Geteiltes Echo auf Ankündigung von A 39-Baubeginn bei Ehra bis 2015

Perspektive oder PR?

Der A 39-Bau könnte im Süden starten. Karte: Landesbehörde

Wolfsburg/Wittingen. Die Aussagen waren verwirrend: Während das Bundesverkehrsministerium am Donnerstag mit Blick auf künftige Verkehrsprojekte ein Streichkonzert präsentierte und auch für die A39 offenbar erst einmal kein Geld da ist, jubelte die IHK Lüneburg-Wolfsburg:

Der Lückenschluss zwischen Wolfsburg und Lüneburg komme.

Was denn nun?

IHK-Sprecher Markus Mews erläutert auf IK-Nachfrage: Es sei „toll“, dass nach dem neuen Investitionsrahmenplan (IRP) von Verkehrsminister Peter Ramsauer noch bis 2015 mit einem Baubeginn des A 39-Abschnitts Wolfsburg-Ehra zu rechnen sei. Bei der IHK hat man offenbar Informationen, wonach diese Teilstrecke auch die einzige ist, die nach jetzigem Kenntnisstand bis 2015 fertig geplant sein wird. „Bisher war die Finanzierung völlig offen“, sagt Mews. Dass der südlichste Abschnitt bis Ehra nun auch im Rahmenplan auftauche, sei ein klares Zeichen für den Willen des Bundes, die A 39 auch wirklich zu bauen.

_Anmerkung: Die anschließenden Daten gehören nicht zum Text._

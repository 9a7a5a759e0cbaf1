use axum::{
    Json,
    extract::{Path, Query, State},
    http::StatusCode,
};
use tracing::instrument;
use uuid::Uuid;

use accounts_auth::{Policy, Target};
use accounts_core::{AppError, ListParams};
use accounts_models::{CreateUserDto, DetailResponse, UpdateUserDto, User, UserCreated};

use crate::docs::ErrorResponse;
use crate::middleware::auth::CurrentUser;
use crate::modules::users::service::UserService;
use crate::state::AppState;
use crate::validator::ValidatedJson;

/// Register a new user
#[utoipa::path(
    post,
    path = "/api/users",
    request_body = CreateUserDto,
    responses(
        (status = 201, description = "User created successfully", body = UserCreated),
        (status = 400, description = "Malformed body or email already registered", body = ErrorResponse),
        (status = 422, description = "Validation failed", body = ErrorResponse)
    ),
    tag = "Users"
)]
#[instrument(skip(state, dto))]
pub async fn create_user(
    State(state): State<AppState>,
    ValidatedJson(dto): ValidatedJson<CreateUserDto>,
) -> Result<(StatusCode, Json<UserCreated>), AppError> {
    let created = UserService::create_user(state.users.as_ref(), dto).await?;
    Ok((StatusCode::CREATED, Json(created)))
}

/// List users (superuser only)
#[utoipa::path(
    get,
    path = "/api/users",
    params(ListParams),
    responses(
        (status = 200, description = "Users ordered by creation time", body = Vec<User>),
        (status = 401, description = "Missing or invalid token", body = ErrorResponse),
        (status = 403, description = "Not a superuser", body = ErrorResponse)
    ),
    security(("bearer_auth" = [])),
    tag = "Users"
)]
#[instrument(skip(state))]
pub async fn list_users(
    State(state): State<AppState>,
    Query(params): Query<ListParams>,
) -> Result<Json<Vec<User>>, AppError> {
    let users = UserService::list_users(state.users.as_ref(), &params).await?;
    Ok(Json(users))
}

/// Current user profile
#[utoipa::path(
    get,
    path = "/api/users/me",
    responses(
        (status = 200, description = "The authenticated user", body = User),
        (status = 401, description = "Missing or invalid token", body = ErrorResponse)
    ),
    security(("bearer_auth" = [])),
    tag = "Users"
)]
#[instrument(skip_all)]
pub async fn get_me(CurrentUser(user): CurrentUser) -> Json<User> {
    Json(user)
}

/// Get a user by id (superuser or owner)
#[utoipa::path(
    get,
    path = "/api/users/{id}",
    params(("id" = Uuid, Path, description = "User id")),
    responses(
        (status = 200, description = "User found", body = User),
        (status = 401, description = "Missing or invalid token", body = ErrorResponse),
        (status = 403, description = "Neither superuser nor owner", body = ErrorResponse),
        (status = 404, description = "User not found", body = ErrorResponse)
    ),
    security(("bearer_auth" = [])),
    tag = "Users"
)]
#[instrument(skip(state, current))]
pub async fn get_user(
    State(state): State<AppState>,
    CurrentUser(current): CurrentUser,
    Path(id): Path<Uuid>,
) -> Result<Json<User>, AppError> {
    state
        .guard()
        .check(Policy::IsSuperuserOrIsOwner, &current, &Target::by_id(id))?;

    let user = UserService::get_user(state.users.as_ref(), id).await?;
    Ok(Json(user))
}

/// Get a user by email (superuser or owner)
#[utoipa::path(
    get,
    path = "/api/users/email/{email}",
    params(("email" = String, Path, description = "User email")),
    responses(
        (status = 200, description = "User found", body = User),
        (status = 401, description = "Missing or invalid token", body = ErrorResponse),
        (status = 403, description = "Neither superuser nor owner", body = ErrorResponse),
        (status = 404, description = "User not found", body = ErrorResponse)
    ),
    security(("bearer_auth" = [])),
    tag = "Users"
)]
#[instrument(skip(state, current))]
pub async fn get_user_by_email(
    State(state): State<AppState>,
    CurrentUser(current): CurrentUser,
    Path(email): Path<String>,
) -> Result<Json<User>, AppError> {
    state.guard().check(
        Policy::IsSuperuserOrIsOwner,
        &current,
        &Target::by_email(email.clone()),
    )?;

    let user = UserService::get_user_by_email(state.users.as_ref(), &email).await?;
    Ok(Json(user))
}

/// Update a user (superuser or owner; flags need superuser)
#[utoipa::path(
    put,
    path = "/api/users/{id}",
    params(("id" = Uuid, Path, description = "User id")),
    request_body = UpdateUserDto,
    responses(
        (status = 200, description = "Updated user", body = User),
        (status = 401, description = "Missing or invalid token", body = ErrorResponse),
        (status = 403, description = "Not allowed to change this user or these fields", body = ErrorResponse),
        (status = 404, description = "User not found", body = ErrorResponse),
        (status = 422, description = "Validation failed", body = ErrorResponse)
    ),
    security(("bearer_auth" = [])),
    tag = "Users"
)]
#[instrument(skip(state, current, dto))]
pub async fn update_user(
    State(state): State<AppState>,
    CurrentUser(current): CurrentUser,
    Path(id): Path<Uuid>,
    ValidatedJson(dto): ValidatedJson<UpdateUserDto>,
) -> Result<Json<User>, AppError> {
    let guard = state.guard();
    guard.check(Policy::IsSuperuserOrIsOwner, &current, &Target::by_id(id))?;
    if dto.sets_privileged_fields() {
        guard.check(Policy::IsSuperuser, &current, &Target::by_id(id))?;
    }

    let user = UserService::update_user(state.users.as_ref(), id, dto).await?;
    Ok(Json(user))
}

/// Delete a user (superuser or owner)
#[utoipa::path(
    delete,
    path = "/api/users/{id}",
    params(("id" = Uuid, Path, description = "User id")),
    responses(
        (status = 200, description = "User deleted", body = DetailResponse),
        (status = 401, description = "Missing or invalid token", body = ErrorResponse),
        (status = 403, description = "Neither superuser nor owner", body = ErrorResponse),
        (status = 404, description = "User not found", body = ErrorResponse)
    ),
    security(("bearer_auth" = [])),
    tag = "Users"
)]
#[instrument(skip(state, current))]
pub async fn delete_user(
    State(state): State<AppState>,
    CurrentUser(current): CurrentUser,
    Path(id): Path<Uuid>,
) -> Result<Json<DetailResponse>, AppError> {
    state
        .guard()
        .check(Policy::IsSuperuserOrIsOwner, &current, &Target::by_id(id))?;

    UserService::delete_user(state.users.as_ref(), id).await?;
    Ok(Json(DetailResponse::new("No content")))
}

Ursprüngliche Pläne sahen vor, dass die neue Autobahn zeitgleich von Lüneburg und von Wolfsburg aus gebaut wird. Offenbar wirft aber die Planung im Lüneburger Raum noch so viele Fragen auf, dass davon nun Abstand genommen wird.

Dass zwischen Wolfsburg und Ehra bis 2015 auch tatsächlich gebaut wird, davon ist der SPD-Bundestagabgeordnete Hubertus Heil allerdings nicht überzeugt: „Ich würde gern mitjubeln, aber was da jetzt veröffentlicht wird, ist eine Wunschliste und kein Investitionsprogramm.“

In der Tat heißt es in der Einführung zu Ramsauers 90-seitigem Werk etwas unverbindlich: „Der Investitionsrahmenplan 2011 – 2015 ist wie sein Vorgänger kein Finanzierungsplan, sondern steckt den Planungsrahmen für die Investitionen in die Schienenwege des Bundes, in die Bundesfernstraßen und in die Bundeswasserstraßen im Zeitraum 2011 bis 2015 ab.“

Die 13,7 Kilometer lange Teilstrecke Wolfsburg-Ehra fällt in dem IRP in die Kategorie „Prioritäre Vorhaben im IRP-Zeitraum“, dies seien „Vorhaben mit fortgeschrittenem Planungsstand, für die bereits Baurecht vorliegt oder bis 2015 erlangt werden kann“. Rund 137 Millionen Euro sollen für den Abschnitt eingeplant werden. Weiterführende Erläuterungen waren dazu gestern vom Bundesverkehrsministerium nicht zu bekommen, eine entsprechende vom IK gestellte Anfrage bedürfe „interner Abstimmungen“ und könne wohl erst Mitte nächster Woche beantwortet werden.

Heil folgert aus dem Papier: „Das heißt nichts Konkretes.“ Der Abgeordnete für Gifhorn und Peine glaubt deshalb eher an eine „PR-Nummer vor Weihnachten“. Die Gifhorner CDU-Abgeordnete Ewa Klamt sagte gestern auf IK-Nachfrage, dass sie zur A 39 „nicht die neuesten Informationen“ habe und sich erkundigen wolle.